Perhaps what we really want to do is compare product prices among multiple stores and track those product prices over time. In this case, we need enough information to uniquely identify the product, and that’s it:
- Product title
- Product ID number (if available/relevant)
It’s important to note that none of this information is specific to a particular store. For instance, product reviews, ratings, price, and even description are specific to the instance of that product at a particular store. That can be stored separately.

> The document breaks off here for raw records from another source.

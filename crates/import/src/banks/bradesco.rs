//! Bradesco card statements. Every row ends in a single-letter debit/credit
//! marker; only `D` rows become records. Descriptions carry the heaviest
//! clutter of the supported layouts — installment phrases, authorization
//! codes, dash-numbered suffixes — all handled by the shared code scrubber.

use fatura_core::TransactionRecord;

use crate::normalize::{self, re};
use crate::report::{ParseReport, SkipReason};
use crate::router::ParseContext;

const NOISE_KEYWORDS: &[&str] = &[
    "TOTAL",
    "SALDO",
    "PAGAMENTO",
    "ANTERIOR",
    "LIMITE",
    "ENCARGOS",
    "JUROS",
];

re!(re_row, r"(\d{2}/\d{2})\s+(.+?)\s+([\d\.]+,\d{2})\s*([A-Z])\s*$");

const DEBIT_MARKER: &str = "D";

pub fn parse(text: &str, ctx: &ParseContext) -> ParseReport {
    let mut report = ParseReport::default();

    for (idx, raw) in text.lines().enumerate() {
        let line = raw.trim();
        if line.is_empty() {
            continue;
        }
        let upper = line.to_uppercase();
        if NOISE_KEYWORDS.iter().any(|k| upper.contains(k)) {
            report.push_skip(idx + 1, SkipReason::NoiseKeyword, line);
            continue;
        }
        let Some(caps) = re_row().captures(line) else {
            continue;
        };

        if &caps[4] != DEBIT_MARKER {
            report.push_skip(idx + 1, SkipReason::CreditOrRefund, line);
            continue;
        }
        let value_str = &caps[3];
        if value_str.contains('-') {
            report.push_skip(idx + 1, SkipReason::CreditOrRefund, line);
            continue;
        }
        let Some(value) = normalize::parse_brl_value(value_str) else {
            report.push_skip(idx + 1, SkipReason::BadAmount, line);
            continue;
        };

        let description = clean_description(&caps[2]);
        if description.is_empty() {
            report.push_skip(idx + 1, SkipReason::EmptyDescription, line);
            continue;
        }
        let date = normalize::expand_short_date(&caps[1], ctx.year);
        report.records.push(TransactionRecord::purchase(
            normalize::tidy_description(&description),
            value,
            date,
        ));
    }

    tracing::debug!(records = report.records.len(), "bradesco statement scanned");
    report
}

/// The shared statement-code scrubber, run to a fixed point.
pub fn clean_description(desc: &str) -> String {
    normalize::fixpoint(desc.to_string(), |d| normalize::strip_statement_codes(d))
}
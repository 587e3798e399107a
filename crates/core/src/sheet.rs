use rust_decimal::Decimal;
use serde::{Deserialize, Serialize};

/// Layout of the fixed payables spreadsheet the rows are appended to.
/// The writer itself lives outside this workspace; it scans column C from
/// [`FIRST_DATA_ROW`] for the first blank row and fills one row per entry.
pub const FIRST_DATA_ROW: u32 = 6;
pub const SUPPLIER_COLUMN: char = 'C';
pub const CATEGORY_COLUMN: char = 'D';
pub const ACCOUNT_COLUMN: char = 'E';
pub const AMOUNT_COLUMN: char = 'F';
pub const REGISTER_DATE_COLUMN: char = 'J';
pub const DUE_DATE_COLUMN: char = 'K';

/// One row of the payables sheet, fully resolved: the reconciled supplier name
/// when a match was accepted, otherwise the statement description.
#[derive(Debug, Clone, PartialEq, Eq, Serialize, Deserialize)]
pub struct PayableRow {
    pub supplier: String,
    pub category: String,
    pub account: String,
    pub amount: Decimal,
    /// `DD/MM/YYYY`.
    pub register_date: String,
    /// `DD/MM/YYYY`, supplied by the caller for the whole batch.
    pub due_date: String,
}
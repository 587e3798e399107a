//! Entry points: bank → format → parser dispatch.

use chrono::Datelike;

use fatura_core::Bank;

use crate::banks;
use crate::normalize;
use crate::ofx;
use crate::report::ParseReport;

/// Per-document parsing context. The statement year is inferred once from the
/// whole text and handed to every parser explicitly; short `DD/MM` dates are
/// expanded with it.
#[derive(Debug, Clone, Copy)]
pub struct ParseContext {
    pub year: i32,
}

impl ParseContext {
    pub fn new(year: i32) -> Self {
        ParseContext { year }
    }

    /// Year of the first complete `DD/MM/YYYY` date in the document, falling
    /// back to the current calendar year.
    pub fn from_text(text: &str) -> Self {
        let year = normalize::infer_statement_year(text)
            .unwrap_or_else(|| chrono::Local::now().year());
        ParseContext { year }
    }
}

/// Parse the extracted page text of a statement for a page-text bank.
///
/// Institutions without a parser, or a tag-format bank routed here by
/// mistake, fail soft: empty report plus a notice, never an error.
pub fn parse_page_text(bank: Bank, text: &str, ctx: &ParseContext) -> ParseReport {
    let report = match bank {
        Bank::Itau => banks::itau::parse(text, ctx),
        Bank::BancoDoBrasil => banks::banco_brasil::parse(text, ctx),
        Bank::Caixa => banks::caixa::parse(text, ctx),
        Bank::Bradesco => banks::bradesco::parse(text, ctx),
        Bank::Santander => banks::santander::parse(text, ctx),
        Bank::Nubank | Bank::Inter => {
            return ParseReport::unsupported(format!(
                "{} statements are not supported yet",
                bank.label()
            ))
        }
        Bank::Sicoob => {
            return ParseReport::unsupported(
                "Sicoob delivers tag-based statements; use the OFX file instead",
            )
        }
    };
    annotate_empty(report)
}

/// Parse a tag-based (OFX) statement from raw bytes.
pub fn parse_tag_statement(bytes: &[u8]) -> ParseReport {
    annotate_empty(ofx::parse_statement(bytes))
}

/// "No transactions found" is an outcome the caller must be told about, not
/// an error.
fn annotate_empty(mut report: ParseReport) -> ParseReport {
    if report.records.is_empty() && report.notices.is_empty() {
        report
            .notices
            .push("no transactions found in statement".to_string());
    }
    report
}

#[cfg(test)]
mod tests {
    use super::*;
    use fatura_core::StatementFormat;

    #[test]
    fn format_routing_matches_bank_table() {
        assert_eq!(Bank::Sicoob.format(), StatementFormat::TagBased);
        assert_eq!(Bank::Caixa.format(), StatementFormat::PageText);
    }

    #[test]
    fn stub_banks_fail_soft_with_notice() {
        for bank in [Bank::Nubank, Bank::Inter] {
            let report = parse_page_text(bank, "01/02 LOJA 10,00", &ParseContext::new(2024));
            assert!(report.records.is_empty());
            assert_eq!(report.notices.len(), 1);
            assert!(report.notices[0].contains("not supported"));
        }
    }

    #[test]
    fn tag_bank_routed_as_page_text_fails_soft() {
        let report = parse_page_text(Bank::Sicoob, "whatever", &ParseContext::new(2024));
        assert!(report.records.is_empty());
        assert!(!report.notices.is_empty());
    }

    #[test]
    fn empty_result_carries_a_notice() {
        let report = parse_page_text(Bank::Itau, "nada por aqui", &ParseContext::new(2024));
        assert!(report.records.is_empty());
        assert_eq!(report.notices, vec!["no transactions found in statement"]);
    }

    #[test]
    fn context_year_prefers_document_date() {
        let ctx = ParseContext::from_text("Vencimento 10/08/2023");
        assert_eq!(ctx.year, 2023);
    }

    #[test]
    fn context_year_defaults_to_current_year() {
        let ctx = ParseContext::from_text("texto sem nenhuma data completa");
        assert_eq!(ctx.year, chrono::Local::now().year());
    }

    #[test]
    fn dispatch_reaches_the_real_parsers() {
        let text = "02/08  PADARIA PRIMAVERA SAO PAULO  18,50\n";
        let report = parse_page_text(Bank::BancoDoBrasil, text, &ParseContext::new(2023));
        assert_eq!(report.records.len(), 1);
        assert_eq!(report.records[0].description, "PADARIA PRIMAVERA");
    }
}
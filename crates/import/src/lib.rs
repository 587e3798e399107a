pub mod banks;
pub mod normalize;
pub mod ofx;
pub mod reconcile;
pub mod report;
pub mod router;

pub use reconcile::{Category, ReconciledRecord, Supplier, MATCH_THRESHOLD};
pub use report::{ParseReport, SkipReason, SkippedLine};
pub use router::{parse_page_text, parse_tag_statement, ParseContext};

Other information (colors the product comes in, what it’s made of) is specific to the product, but may be sparse—it’s not applicable to every product. It’s important to take a step back and perform a checklist for each item we consider and ask our self the following questions:
- Will this information help with the project goals? Will it be a roadblock if I don’t have it, or is it just “nice to have” but won’t ultimately impact anything?
- If it might help in the future, but I’m unsure, how difficult will it be to go back and collect the data at a later time?
- Is this data redundant to data I’ve already collected?
- Does it make logical sense to store the data within this particular object? (As mentioned before, storing a description in a product doesn’t make sense if that description changes from site to site for the same product.)
If we do decide that we need to collect the data, it’s important to ask a few more questions to then decide how to store and handle it in code:
- Is this data sparse or dense? Will it be relevant and populated in every listing, or just a handful out of the set?
- How large is the data?
- Especially in the case of large data, will I need to regularly retrieve it every time I run my analysis, or only on occasion?
- How variable is this type of data? Will I regularly need to add new attributes, modify types (such as fabric patterns, which may be added frequently), or is it set in stone (shoe sizes)?
Let’s say we plan to do some meta analysis around product attributes and prices: for example, the number of pages a book has, or the type of fabric a piece of clothing is made of, and potentially other attributes in the future, correlated to price. We run through the questions and realize that this data is sparse (relatively few products have any one of the attributes), and that we may decide to add or remove attributes frequently. In this case, it may make sense to create a product type that looks like this:
- Product title
- Product ID number (if available/relevant)
- Attributes (optional list or dictionary)
And an attribute type that looks like this:
- Attribute name
- Attribute value
If we’re scraping news articles, we may want basic information such as the following:
But say some articles contain a “revision date,” or “related articles, or a “number of social media shares.” Do we need these? Are they relevant to our project? How do we efficiently and flexibly store the number of social media shares when not all news sites use all forms of social media, and social media sites may grow or wane in popularity over time?
It can be tempting, when faced with a new project, to dive in and start writing Python to scrape websites immediately. The data model, left as an afterthought, often becomes strongly influenced by the availability and format of the data on the first website we scrape.
However, the data model is the underlying foundation of all the code that uses it. A poor decision in our model can easily lead to problems writing and maintaining code down the line, or difficulty in extracting and efficiently using the resulting data. Especially when dealing with a variety of websites—both known and unknown—it becomes vital to give serious thought and planning to what, exactly, we need to collect and how we need to store it.